Leonard Sussman said he founded the Kirpal Meditation and Ecological Center six years ago in Pahoa on land currently zoned as agricultural. Although the property was a farm when he purchased it in 2004, he has since built additional structures to facilitate classes on meditation and yoga. Those structures pushed it out of compliance with county zoning codes.

“I want to finally legitimize our operation,” Sussman said. “When I bought it, I was just living here, but after a while I thought I wanted to use it to help people. And then, gradually, I built these cabins and a yoga pavilion.”

Sussman said he hopes the Windward Planning Commission will see no reason to deny his request for a special permit at a meeting on July 1, but added that complications could always happen.

This is the second time Sussman has sought this permit for the Kirpal Center. The first time was at a Windward Planning Commission in February, but that request was immediately challenged by a neighbor calling for a contested case hearing.

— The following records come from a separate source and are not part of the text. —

use hashbrown::HashMap;
use rand::{Rng, SeedableRng, rngs::StdRng};
use rayon::iter::{IntoParallelIterator, ParallelIterator};
use tracing::{info, warn};

use crate::ladders::{ConfigError, Game, GameConfig, Jump, Phase, Piece, Presenter, Tile};

/// Games still running after this many rolls are given up on.
pub const ROLL_CAP: u32 = 10_000;

/// Outcome of one game played to the end.
#[derive(Debug, Clone, Copy, PartialEq, Eq)]
pub struct Record {
    pub winner: Option<Piece>,
    pub rolls: u32,
    pub shortcuts: u32,
    pub setbacks: u32,
}

#[derive(Debug, Default)]
struct Tally {
    rolls: u32,
    shortcuts: u32,
    setbacks: u32,
}

impl Presenter for Tally {
    fn on_rolled(&mut self, _piece: Piece, _steps: u8) {
        self.rolls += 1;
    }

    fn on_special_tile_resolved(&mut self, _piece: Piece, jump: Jump, _from: Tile, _to: Tile) {
        match jump {
            Jump::Shortcut => self.shortcuts += 1,
            Jump::Setback => self.setbacks += 1,
        }
    }
}

/// Rolls for both pieces until someone wins or the roll cap is hit,
/// skipping all animation delays.
pub fn play_out<R: Rng + ?Sized>(game: &mut Game, rng: &mut R) -> Record {
    let mut tally = Tally::default();
    game.finish(&mut tally);

    while game.phase() == Phase::InProgress && tally.rolls < ROLL_CAP {
        if let Err(err) = game.roll_die(rng, &mut tally) {
            warn!(%err, rolls = tally.rolls, "playout stopped early");
            break;
        }
        game.finish(&mut tally);
    }

    let winner = match game.phase() {
        Phase::Won(piece) => Some(piece),
        Phase::InProgress => None,
    };
    Record { winner, rolls: tally.rolls, shortcuts: tally.shortcuts, setbacks: tally.setbacks }
}

#[derive(Debug, Clone, Default, PartialEq, Eq)]
pub struct Summary {
    pub games: u64,
    pub wins: [u64; 2],
    pub unfinished: u64,
    pub total_rolls: u64,
    /// Shortest finished game, in rolls.
    pub min_rolls: Option<u32>,
    pub max_rolls: u32,
    pub shortcuts: u64,
    pub setbacks: u64,
    /// Finished games by number of rolls.
    pub lengths: HashMap<u32, u64>,
}

impl Summary {
    pub fn record(mut self, record: Record) -> Self {
        self.games += 1;
        self.total_rolls += record.rolls as u64;
        self.shortcuts += record.shortcuts as u64;
        self.setbacks += record.setbacks as u64;
        match record.winner {
            Some(piece) => {
                self.wins[piece.index()] += 1;
                self.min_rolls = Some(self.min_rolls.map_or(record.rolls, |m| m.min(record.rolls)));
                self.max_rolls = self.max_rolls.max(record.rolls);
                *self.lengths.entry(record.rolls).or_insert(0) += 1;
            }
            None => self.unfinished += 1,
        }
        self
    }

    pub fn merge(mut self, other: Summary) -> Self {
        self.games += other.games;
        self.wins[0] += other.wins[0];
        self.wins[1] += other.wins[1];
        self.unfinished += other.unfinished;
        self.total_rolls += other.total_rolls;
        self.min_rolls = match (self.min_rolls, other.min_rolls) {
            (Some(a), Some(b)) => Some(a.min(b)),
            (a, b) => a.or(b),
        };
        self.max_rolls = self.max_rolls.max(other.max_rolls);
        self.shortcuts += other.shortcuts;
        self.setbacks += other.setbacks;
        for (rolls, count) in other.lengths {
            *self.lengths.entry(rolls).or_insert(0) += count;
        }
        self
    }

    pub fn win_rate(&self, piece: Piece) -> f64 {
        if self.games == 0 {
            return 0.0;
        }
        self.wins[piece.index()] as f64 / self.games as f64 * 100.0
    }

    pub fn average_rolls(&self) -> f64 {
        if self.games == 0 {
            return 0.0;
        }
        self.total_rolls as f64 / self.games as f64
    }

    /// Most common game length among finished games.
    pub fn mode_rolls(&self) -> Option<u32> {
        self.lengths
            .iter()
            .max_by(|(r1, c1), (r2, c2)| c1.cmp(c2).then(r2.cmp(r1)))
            .map(|(&rolls, _)| rolls)
    }
}

/// Plays `games` independent games in parallel. Game `i` rolls with a
/// generator seeded from `seed + i`, so the result only depends on the inputs.
pub fn simulate(config: &GameConfig, games: u64, seed: u64) -> Result<Summary, ConfigError> {
    let template = Game::new(config)?;

    let summary = (0..games)
        .into_par_iter()
        .map(|i| {
            let mut game = template.clone();
            let mut rng = StdRng::seed_from_u64(seed.wrapping_add(i));
            play_out(&mut game, &mut rng)
        })
        .fold(Summary::default, Summary::record)
        .reduce(Summary::default, Summary::merge);

    info!(
        games = summary.games,
        unfinished = summary.unfinished,
        average_rolls = summary.average_rolls(),
        "simulation finished"
    );
    Ok(summary)
}

#[cfg(test)]
mod tests {
    use super::*;
    use crate::ladders::Overshoot;

    #[test]
    fn play_out_reaches_a_winner() {
        let mut game = Game::classic();
        let mut rng = StdRng::seed_from_u64(42);
        let record = play_out(&mut game, &mut rng);

        let winner = record.winner.unwrap();
        assert_eq!(game.phase(), Phase::Won(winner));
        assert_eq!(game.position(winner), 99);
        assert!(record.rolls > 0);
    }

    #[test]
    fn simulate_is_deterministic() {
        let config = GameConfig::default();
        let a = simulate(&config, 200, 9).unwrap();
        let b = simulate(&config, 200, 9).unwrap();
        assert_eq!(a, b);
        assert_eq!(a.games, 200);
        assert_eq!(a.wins[0] + a.wins[1] + a.unfinished, 200);
    }

    #[test]
    fn clamped_plain_board_always_finishes() {
        let config = GameConfig { overshoot: Overshoot::Clamp, ..GameConfig::plain() };
        let summary = simulate(&config, 100, 1).unwrap();
        assert_eq!(summary.unfinished, 0);
        assert_eq!(summary.shortcuts + summary.setbacks, 0);
        // 99 tiles at most 6 per roll, both pieces rolling.
        assert!(summary.min_rolls.unwrap() >= 2 * 16 + 1);
        assert_eq!(summary.lengths.values().sum::<u64>(), 100);
    }

    #[test]
    fn merge_matches_sequential_recording() {
        let records = [
            Record { winner: Some(Piece::First), rolls: 40, shortcuts: 2, setbacks: 1 },
            Record { winner: Some(Piece::Second), rolls: 31, shortcuts: 0, setbacks: 3 },
            Record { winner: None, rolls: ROLL_CAP, shortcuts: 5, setbacks: 5 },
            Record { winner: Some(Piece::First), rolls: 40, shortcuts: 1, setbacks: 0 },
        ];
        let sequential = records.iter().fold(Summary::default(), |s, &r| s.record(r));
        let left = Summary::default().record(records[0]).record(records[1]);
        let right = Summary::default().record(records[2]).record(records[3]);
        assert_eq!(left.merge(right), sequential);

        assert_eq!(sequential.wins, [2, 1]);
        assert_eq!(sequential.unfinished, 1);
        assert_eq!(sequential.min_rolls, Some(31));
        assert_eq!(sequential.max_rolls, 40);
        assert_eq!(sequential.mode_rolls(), Some(40));
        assert_eq!(sequential.win_rate(Piece::First), 50.0);
    }

    #[test]
    fn invalid_config_is_reported() {
        let config = GameConfig { faces: 0, ..GameConfig::default() };
        assert!(matches!(simulate(&config, 10, 0), Err(ConfigError::NoFaces)));
    }

    #[test]
    fn overlong_delays_are_reported_before_playing() {
        let config = GameConfig { step_delay_ms: u64::MAX, settle_delay_ms: u64::MAX, ..GameConfig::default() };
        assert!(matches!(simulate(&config, 500, 0), Err(ConfigError::DelayTooLong { .. })));
    }

    #[test]
    fn play_out_stops_on_a_decided_game() {
        let mut game = Game::new(&GameConfig { overshoot: Overshoot::Clamp, ..GameConfig::plain() }).unwrap();
        let mut rng = StdRng::seed_from_u64(3);
        let first = play_out(&mut game, &mut rng);
        let again = play_out(&mut game, &mut rng);
        assert_eq!(again.winner, first.winner);
        assert_eq!(again.rolls, 0);
    }
}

That neighbor, Margaret Keri Dickie Clark, was critical of the retreat’s operations in February, saying residents acres away have complained about drumming and party noises from the retreat. Furthermore, she said, some of those complaints occurred after the pandemic lockdown last year, meaning the retreat was operating against quarantine rules.

For his part, Sussman said the retreat has been shut down since March of last year. Meanwhile, written testimony submitted for the February meeting universally praised Sussman and his retreat.

“I think (Sussman) is a force for good,” said Leilani Estates resident Robert Golden. “If something like this can’t get a special permit, then Puna’s really shooting itself in the foot.”

Dickie Clark also said that a structure on Sussman’s property was encroaching upon her own, which had negative impacts on her property’s value.

Following the contested case hearing, Dickie Clark and retreat representatives met for a mediation conference, where Sussman said they were able to reach some form of mutual understanding. Because of this, he said he expects no further controversy.

However, even if the retreat gains legitimacy, it still might not open anytime soon. Sussman said his business will remain shut down for the pandemic until the county gives permission to reopen again.